--- START ---

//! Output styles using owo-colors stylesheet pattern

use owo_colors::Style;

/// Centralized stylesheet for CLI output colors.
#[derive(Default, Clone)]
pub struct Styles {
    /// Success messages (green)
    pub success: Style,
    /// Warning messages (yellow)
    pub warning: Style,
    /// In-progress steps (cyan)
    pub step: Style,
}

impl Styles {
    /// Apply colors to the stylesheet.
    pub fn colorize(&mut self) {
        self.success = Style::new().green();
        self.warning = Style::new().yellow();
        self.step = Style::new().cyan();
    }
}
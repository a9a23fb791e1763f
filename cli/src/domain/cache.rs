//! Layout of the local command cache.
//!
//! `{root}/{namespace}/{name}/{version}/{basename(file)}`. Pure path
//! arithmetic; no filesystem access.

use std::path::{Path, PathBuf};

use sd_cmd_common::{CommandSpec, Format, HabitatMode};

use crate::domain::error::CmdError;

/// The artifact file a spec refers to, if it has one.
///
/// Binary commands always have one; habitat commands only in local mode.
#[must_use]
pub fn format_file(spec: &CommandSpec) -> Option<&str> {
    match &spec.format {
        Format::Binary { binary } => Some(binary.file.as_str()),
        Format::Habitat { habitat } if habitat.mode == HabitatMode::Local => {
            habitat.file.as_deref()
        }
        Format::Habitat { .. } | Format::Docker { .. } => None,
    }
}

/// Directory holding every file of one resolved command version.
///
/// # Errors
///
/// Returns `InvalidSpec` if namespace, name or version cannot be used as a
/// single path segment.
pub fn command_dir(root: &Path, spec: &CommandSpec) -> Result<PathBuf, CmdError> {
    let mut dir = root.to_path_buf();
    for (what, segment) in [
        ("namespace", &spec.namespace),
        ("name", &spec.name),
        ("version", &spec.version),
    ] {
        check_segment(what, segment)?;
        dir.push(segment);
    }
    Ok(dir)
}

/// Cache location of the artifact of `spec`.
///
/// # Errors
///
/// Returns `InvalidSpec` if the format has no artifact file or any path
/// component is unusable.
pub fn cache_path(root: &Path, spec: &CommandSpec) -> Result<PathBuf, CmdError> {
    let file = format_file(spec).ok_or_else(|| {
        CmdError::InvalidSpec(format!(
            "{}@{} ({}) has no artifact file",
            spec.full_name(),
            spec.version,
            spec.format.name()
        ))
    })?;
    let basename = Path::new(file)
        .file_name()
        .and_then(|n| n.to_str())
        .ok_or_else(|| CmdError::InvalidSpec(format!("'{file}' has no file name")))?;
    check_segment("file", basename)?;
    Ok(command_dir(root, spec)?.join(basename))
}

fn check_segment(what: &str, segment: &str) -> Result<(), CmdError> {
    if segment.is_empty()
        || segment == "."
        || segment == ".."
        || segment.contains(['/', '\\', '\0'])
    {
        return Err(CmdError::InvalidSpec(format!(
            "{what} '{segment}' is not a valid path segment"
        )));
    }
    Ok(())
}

--- END ---

§ **About this exercise**
Identify each line of the material where the word "messages" shows up, and copy it.

§ **Written answer**
    /// Success messages (green)
    /// Warning messages (yellow)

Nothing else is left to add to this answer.